You should see a healthcare provider if your carpal tunnel syndrome symptoms like finger numbness, wrist pain, and hand weakness are not getting better after about 2 weeks of home treatments.

Carpal tunnel syndrome should be treated as soon as possible because pressure on the nerve over time can lead to permanent muscle loss, chronic symptoms, and may make surgery (if needed) less successful.

Carpal tunnel syndrome symptoms can mimic more serious conditions like pinched nerves in the neck or certain neurological conditions. So it’s important to see a healthcare provider if you’re not sure you have carpal tunnel syndrome.

Go to the ER if any of these symptoms are severe: pain and swelling, numbness and tingling in the fingers, and weakness of the fingers (especially after a fall or other trauma to the hand and wrist).

Getting diagnosed for carpal tunnel syndrome

Many people with carpal tunnel syndrome symptoms can be treated without getting a definite diagnosis. But if treatments aren’t helping, your doctor may recommend seeing a hand/upper and extremity specialist.

  • The doctor may use special tools to test the sensation in your fingers.
  • In some cases, a nerve test called an electromyogram (EMG) may be necessary if the cause of your symptoms is not clear. This test can help figure out if your pain and numbness/tingling are from nerve pressure in your wrist or from a different location such as your neck.

What to expect from your visit

Your visit will start with a thorough history and physical exam. The doctor will discuss your current treatments and any OTC medications you’re taking.

  • They may recommend prescription-strength NSAID medications to reduce pain and swelling in your wrist and hand.
  • In some cases, your doctor may do a cortisone injection. After numbing the skin, a small needle is used to inject cortisone into the wrist. You should feel relief within a few days and the treatment lasts on average 4–6 weeks.
  • You may be given a splint to wear at night.
  • Your doctor may recommend physical therapy or special hand therapy. Therapy may include exercises to stretch the wrist, ultrasound treatments, hot wax treatment, and iontophoresis (electrical current).
  • If your carpal tunnel was caused by repetitive movements, you may be referred to an occupational therapist.

What are the treatments for severe carpal tunnel?

Surgery may be needed if other treatments don’t help your symptoms.

The most common procedure is a carpal tunnel release (CTR). The surgeon will cut the tissue in the underside of your wrist that puts pressure on the median nerve. This surgery may be done through a regular incision or through tiny incisions using special instruments (endoscopic carpal tunnel release).

Symptoms will gradually go away as it heals.
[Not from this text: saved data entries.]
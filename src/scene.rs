use glam::Vec3;

use crate::random::RandomSource;

/// Probability that an accepted sphere becomes a light source.
pub const EMISSIVE_PROBABILITY: f32 = 0.15;
/// Probability that a reflective sphere is a metal rather than a dielectric.
pub const METAL_PROBABILITY: f32 = 0.5;
/// Specular reflectance of dielectrics, per channel.
pub const DIELECTRIC_SPECULAR: f32 = 0.04;
/// HSV value range of emission colors.
pub const EMISSION_VALUE_RANGE: (f32, f32) = (3.0, 8.0);

#[derive(Debug, Clone, Copy, PartialEq)]
pub enum Material {
    Emissive {
        emission: Vec3,
    },
    Reflective {
        albedo: Vec3,
        specular: Vec3,
        smoothness: f32,
    },
}

#[derive(Debug, Clone, Copy, PartialEq)]
pub struct Sphere {
    pub position: Vec3,
    pub radius: f32,

    pub material: Material,
}

impl Sphere {
    pub fn overlaps(&self, other: &Sphere) -> bool {
        spheres_overlap(self.position, self.radius, other.position, other.radius)
    }

    pub fn to_gpu(&self) -> GpuSphere {
        let (albedo, specular, emission, smoothness) = match self.material {
            Material::Emissive { emission } => (Vec3::ZERO, Vec3::ZERO, emission, 0.0),
            Material::Reflective {
                albedo,
                specular,
                smoothness,
            } => (albedo, specular, Vec3::ZERO, smoothness),
        };

        GpuSphere {
            radius: self.radius,
            smoothness,
            albedo: albedo.to_array(),
            emission: emission.to_array(),
            position: self.position.to_array(),
            specular: specular.to_array(),
        }
    }
}

/// Kernel-side sphere record, 56 tightly packed bytes.
#[repr(C)]
#[derive(Debug, Clone, Copy, PartialEq, bytemuck::Pod, bytemuck::Zeroable)]
pub struct GpuSphere {
    pub radius: f32,
    pub smoothness: f32,
    pub albedo: [f32; 3],
    pub emission: [f32; 3],
    pub position: [f32; 3],
    pub specular: [f32; 3],
}

impl GpuSphere {
    pub const SIZE: usize = std::mem::size_of::<GpuSphere>();
}

#[derive(Debug, Default, Clone, PartialEq)]
pub struct Scene {
    pub spheres: Vec<Sphere>,
}

impl Scene {
    pub fn len(&self) -> usize {
        self.spheres.len()
    }

    pub fn is_empty(&self) -> bool {
        self.spheres.is_empty()
    }

    /// Stable sort, farthest sphere from `camera` first.
    pub fn sort_back_to_front(&mut self, camera: Vec3) {
        self.spheres.sort_by(|a, b| {
            let a = a.position.distance(camera);
            let b = b.position.distance(camera);
            b.total_cmp(&a)
        });
    }

    pub fn validate_no_overlap(&self) -> bool {
        self.spheres.iter().enumerate().all(|(i, sphere)| {
            self.spheres[i + 1..]
                .iter()
                .all(|other| !sphere.overlaps(other))
        })
    }

    pub fn gpu_records(&self) -> Vec<GpuSphere> {
        self.spheres.iter().map(Sphere::to_gpu).collect()
    }
}

/// Places up to `max_count` spheres on the ground plane by single-pass
/// rejection sampling.
#[derive(Debug, Clone, Copy, PartialEq)]
pub struct SceneGenerator {
    pub seed: u32,
    pub max_count: u32,
    pub radius_range: (f32, f32),
    pub placement_radius: f32,
}

impl SceneGenerator {
    pub fn new(seed: u32, max_count: u32, radius_range: (f32, f32), placement_radius: f32) -> Self {
        Self {
            seed,
            max_count,
            radius_range,
            placement_radius,
        }
    }

    /// A rejected candidate is dropped, not retried, so the result may hold
    /// fewer than `max_count` spheres (or none at all).
    pub fn generate(&self) -> Scene {
        let mut random = RandomSource::new(self.seed);
        let mut spheres: Vec<Sphere> = Vec::new();

        for _ in 0..self.max_count {
            let radius = random.range(self.radius_range.0, self.radius_range.1);
            let disc = random.inside_unit_circle() * self.placement_radius;
            let position = Vec3::new(disc.x, radius, disc.y);

            if spheres
                .iter()
                .any(|other| spheres_overlap(position, radius, other.position, other.radius))
            {
                continue;
            }

            spheres.push(Sphere {
                position,
                radius,
                material: classify_material(&mut random),
            });
        }

        tracing::info!(
            seed = self.seed,
            requested = self.max_count,
            accepted = spheres.len(),
            "generated scene"
        );

        Scene { spheres }
    }
}

/// Touching spheres do not overlap.
fn spheres_overlap(a: Vec3, a_radius: f32, b: Vec3, b_radius: f32) -> bool {
    let min_distance = a_radius + b_radius;
    a.distance_squared(b) < min_distance * min_distance
}

fn classify_material(random: &mut RandomSource) -> Material {
    let color = random.color_hsv();

    if random.value() < EMISSIVE_PROBABILITY {
        let emission = random.color_hsv_range((0.0, 1.0), (0.0, 1.0), EMISSION_VALUE_RANGE);
        return Material::Emissive { emission };
    }

    let metal = random.value() < METAL_PROBABILITY;
    let smoothness = random.value();
    if metal {
        Material::Reflective {
            albedo: Vec3::ZERO,
            specular: color,
            smoothness,
        }
    } else {
        Material::Reflective {
            albedo: color,
            specular: Vec3::splat(DIELECTRIC_SPECULAR),
            smoothness,
        }
    }
}

#[cfg(test)]
mod tests {
    use super::*;

    fn default_generator(seed: u32) -> SceneGenerator {
        SceneGenerator::new(seed, 100, (3.0, 8.0), 100.0)
    }

    #[test]
    fn record_is_56_bytes() {
        assert_eq!(GpuSphere::SIZE, 56);
        assert_eq!(std::mem::align_of::<GpuSphere>(), 4);
    }

    #[test]
    fn record_field_order() {
        let sphere = Sphere {
            position: Vec3::new(7.0, 8.0, 9.0),
            radius: 1.5,
            material: Material::Reflective {
                albedo: Vec3::new(0.1, 0.2, 0.3),
                specular: Vec3::new(0.4, 0.5, 0.6),
                smoothness: 0.25,
            },
        };
        let record = sphere.to_gpu();
        let floats: &[f32] = bytemuck::cast_slice(bytemuck::bytes_of(&record));
        assert_eq!(
            floats,
            &[1.5, 0.25, 0.1, 0.2, 0.3, 0.0, 0.0, 0.0, 7.0, 8.0, 9.0, 0.4, 0.5, 0.6]
        );
    }

    #[test]
    fn generation_is_deterministic() {
        for seed in [0, 1, 42, 1337, u32::MAX] {
            let a = default_generator(seed).generate();
            let b = default_generator(seed).generate();
            assert_eq!(a, b);
            assert_eq!(
                bytemuck::cast_slice::<GpuSphere, u8>(&a.gpu_records()),
                bytemuck::cast_slice::<GpuSphere, u8>(&b.gpu_records())
            );
        }
    }

    #[test]
    fn seeds_produce_different_scenes() {
        assert_ne!(default_generator(1).generate(), default_generator(2).generate());
    }

    #[test]
    fn accepted_spheres_never_overlap() {
        for seed in 0..20 {
            let scene = SceneGenerator::new(seed, 300, (1.0, 6.0), 30.0).generate();
            for (i, a) in scene.spheres.iter().enumerate() {
                for b in &scene.spheres[i + 1..] {
                    assert!(a.position.distance(b.position) >= a.radius + b.radius);
                }
            }
            assert!(scene.validate_no_overlap());
        }
    }

    #[test]
    fn touching_spheres_do_not_overlap() {
        let emissive = Material::Emissive {
            emission: Vec3::ONE,
        };
        let a = Sphere {
            position: Vec3::new(0.0, 2.0, 0.0),
            radius: 2.0,
            material: emissive,
        };
        let touching = Sphere {
            position: Vec3::new(5.0, 2.0, 0.0),
            radius: 3.0,
            material: emissive,
        };
        let intersecting = Sphere {
            position: Vec3::new(4.0, 2.0, 0.0),
            ..touching
        };
        assert!(!a.overlaps(&touching));
        assert!(a.overlaps(&intersecting));
        assert!(Scene {
            spheres: vec![a, touching]
        }
        .validate_no_overlap());
    }

    #[test]
    fn spheres_rest_on_ground_inside_disc() {
        let generator = default_generator(5);
        let scene = generator.generate();
        assert!(!scene.is_empty());
        for sphere in &scene.spheres {
            assert!(sphere.radius >= 3.0 && sphere.radius <= 8.0);
            assert_eq!(sphere.position.y, sphere.radius);
            let planar = glam::Vec2::new(sphere.position.x, sphere.position.z);
            assert!(planar.length() <= generator.placement_radius + 1e-3);
        }
    }

    #[test]
    fn crowded_placement_yields_fewer_spheres() {
        let scene = SceneGenerator::new(9, 500, (3.0, 8.0), 10.0).generate();
        assert!(scene.len() < 500);
        assert!(scene.validate_no_overlap());
    }

    #[test]
    fn zero_attempts_is_an_empty_scene() {
        let scene = SceneGenerator::new(9, 0, (3.0, 8.0), 100.0).generate();
        assert!(scene.is_empty());
        assert!(scene.gpu_records().is_empty());
    }

    #[test]
    fn materials_follow_classification() {
        let mut emissive = 0;
        let mut metals = 0;
        let mut dielectrics = 0;
        for seed in 0..10 {
            for sphere in default_generator(seed).generate().spheres {
                match sphere.material {
                    Material::Emissive { emission } => {
                        emissive += 1;
                        assert!(emission.min_element() >= 0.0);
                        assert!(emission.max_element() >= 3.0 - 1e-4);
                        assert!(emission.max_element() <= 8.0 + 1e-4);
                    }
                    Material::Reflective {
                        albedo,
                        specular,
                        smoothness,
                    } => {
                        assert!((0.0..=1.0).contains(&smoothness));
                        if albedo == Vec3::ZERO {
                            metals += 1;
                        } else {
                            dielectrics += 1;
                            assert_eq!(specular, Vec3::splat(DIELECTRIC_SPECULAR));
                        }
                    }
                }
            }
        }
        assert!(emissive > 0);
        assert!(metals > 0);
        assert!(dielectrics > 0);
        assert!(emissive < metals + dielectrics);
    }

    #[test]
    fn emissive_records_carry_no_reflectance() {
        let sphere = Sphere {
            position: Vec3::ONE,
            radius: 1.0,
            material: Material::Emissive {
                emission: Vec3::new(4.0, 2.0, 0.0),
            },
        };
        let record = sphere.to_gpu();
        assert_eq!(record.albedo, [0.0; 3]);
        assert_eq!(record.specular, [0.0; 3]);
        assert_eq!(record.smoothness, 0.0);
        assert_eq!(record.emission, [4.0, 2.0, 0.0]);
    }

    #[test]
    fn sorts_back_to_front() {
        let mut scene = default_generator(3).generate();
        let camera = Vec3::new(0.0, 10.0, -50.0);
        scene.sort_back_to_front(camera);
        let distances: Vec<f32> = scene
            .spheres
            .iter()
            .map(|s| s.position.distance(camera))
            .collect();
        assert!(distances.windows(2).all(|w| w[0] >= w[1]));
    }
}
Depending on what you do for a living, you can expect to resume everyday job duties in 1–6 weeks. You can expect pinch strength to return within 6 weeks and grip strength in 3 months.
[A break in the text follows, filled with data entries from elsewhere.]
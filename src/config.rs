use std::path::{Path, PathBuf};

use glam::Vec3;
use serde::Deserialize;

use crate::camera::{Camera, CameraController};
use crate::error::{RenderError, RenderResult};
use crate::frame::DirectionalLight;
use crate::scene::SceneGenerator;
use crate::util::math::degree_to_radian;

#[derive(Debug, Clone, Default, PartialEq, Deserialize)]
#[serde(rename_all = "camelCase", default)]
pub struct RenderConfig {
    pub scene: SceneConfig,
    pub camera: CameraConfig,
    pub light: LightConfig,
    pub window: WindowConfig,
    /// Equirectangular sky image. A procedural gradient is used when absent.
    pub skybox: Option<PathBuf>,
}

/// Inputs that fully determine the generated scene.
#[derive(Debug, Clone, PartialEq, Deserialize)]
#[serde(rename_all = "camelCase", default)]
pub struct SceneConfig {
    pub seed: u32,
    pub max_spheres: u32,
    pub sphere_radius: [f32; 2],
    pub placement_radius: f32,
}

#[derive(Debug, Clone, PartialEq, Deserialize)]
#[serde(rename_all = "camelCase", default)]
pub struct CameraConfig {
    pub position: [f32; 3],
    pub yaw_degrees: f32,
    pub pitch_degrees: f32,
    pub fov_y_degrees: f32,
    pub move_speed: f32,
    pub turn_degrees: f32,
}

#[derive(Debug, Clone, PartialEq, Deserialize)]
#[serde(rename_all = "camelCase", default)]
pub struct LightConfig {
    pub direction: [f32; 3],
    pub intensity: f32,
}

#[derive(Debug, Clone, PartialEq, Deserialize)]
#[serde(rename_all = "camelCase", default)]
pub struct WindowConfig {
    pub title: String,
    pub width: u32,
    pub height: u32,
}

impl Default for SceneConfig {
    fn default() -> Self {
        Self {
            seed: 0,
            max_spheres: 100,
            sphere_radius: [3.0, 8.0],
            placement_radius: 100.0,
        }
    }
}

impl Default for CameraConfig {
    fn default() -> Self {
        let camera = Camera::default();
        Self {
            position: camera.position.to_array(),
            yaw_degrees: 0.0,
            pitch_degrees: -10.0,
            fov_y_degrees: 60.0,
            move_speed: 2.0,
            turn_degrees: 3.0,
        }
    }
}

impl Default for LightConfig {
    fn default() -> Self {
        Self {
            direction: [0.3, -1.0, 0.4],
            intensity: 1.0,
        }
    }
}

impl Default for WindowConfig {
    fn default() -> Self {
        Self {
            title: "progressive-tracer".to_owned(),
            width: 1280,
            height: 720,
        }
    }
}

impl RenderConfig {
    pub fn load(path: &Path) -> RenderResult<Self> {
        let raw = std::fs::read_to_string(path)?;
        Self::from_json(&raw)
    }

    pub fn from_json(raw: &str) -> RenderResult<Self> {
        let config: Self = serde_json::from_str(raw)?;
        config.validate()?;
        Ok(config)
    }

    pub fn validate(&self) -> RenderResult<()> {
        self.scene.validate()?;

        let direction = Vec3::from_array(self.light.direction);
        if !direction.is_finite() || direction.length() < 1e-4 {
            return Err(RenderError::config("light direction must be a finite non-zero vector"));
        }
        if !self.light.intensity.is_finite() || self.light.intensity < 0.0 {
            return Err(RenderError::config("light intensity must be finite and non-negative"));
        }
        if !(self.camera.fov_y_degrees > 0.0 && self.camera.fov_y_degrees < 180.0) {
            return Err(RenderError::config("camera fovYDegrees must be in (0, 180)"));
        }
        if self.window.width == 0 || self.window.height == 0 {
            return Err(RenderError::config("window width and height must be positive"));
        }
        Ok(())
    }
}

impl SceneConfig {
    pub fn validate(&self) -> RenderResult<()> {
        let [min, max] = self.sphere_radius;
        if !(min > 0.0 && max.is_finite()) {
            return Err(RenderError::config(format!(
                "sphereRadius must be positive, got [{min}, {max}]"
            )));
        }
        if min > max {
            return Err(RenderError::config(format!(
                "sphereRadius range is inverted: [{min}, {max}]"
            )));
        }
        if !(self.placement_radius > 0.0 && self.placement_radius.is_finite()) {
            return Err(RenderError::config(format!(
                "placementRadius must be positive, got {}",
                self.placement_radius
            )));
        }
        Ok(())
    }

    pub fn generator(&self) -> SceneGenerator {
        SceneGenerator::new(
            self.seed,
            self.max_spheres,
            (self.sphere_radius[0], self.sphere_radius[1]),
            self.placement_radius,
        )
    }
}

impl CameraConfig {
    pub fn camera(&self, aspect: f32) -> Camera {
        Camera {
            position: Vec3::from_array(self.position),
            yaw: degree_to_radian(self.yaw_degrees),
            pitch: degree_to_radian(self.pitch_degrees),
            aspect,
            fov_y: degree_to_radian(self.fov_y_degrees),
            ..Camera::default()
        }
    }

    pub fn controller(&self) -> CameraController {
        CameraController::new(self.move_speed, degree_to_radian(self.turn_degrees))
    }
}

impl LightConfig {
    pub fn light(&self) -> DirectionalLight {
        DirectionalLight::new(Vec3::from_array(self.direction), self.intensity)
    }
}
Prescription NSAID medications

  • Meloxicam (Mobic)
  • Nabumetone (Relafen)
  • Naproxen (Naprosyn)
  • Ibuprofen (Motrin)
  • Celecoxib (Celebrex)
  • Etodolac (Lodine)

Types of carpal tunnel syndrome providers

  • A primary care physician or other general healthcare provider can treat mild to moderate symptoms.
  • An upper extremity or hand specialist may be required for more advanced symptoms or symptoms that don’t respond to an initial course of treatment. These specialists are orthopedic surgeons or plastic surgeons who have had additional training to treat disorders of the hand, wrist, and elbow.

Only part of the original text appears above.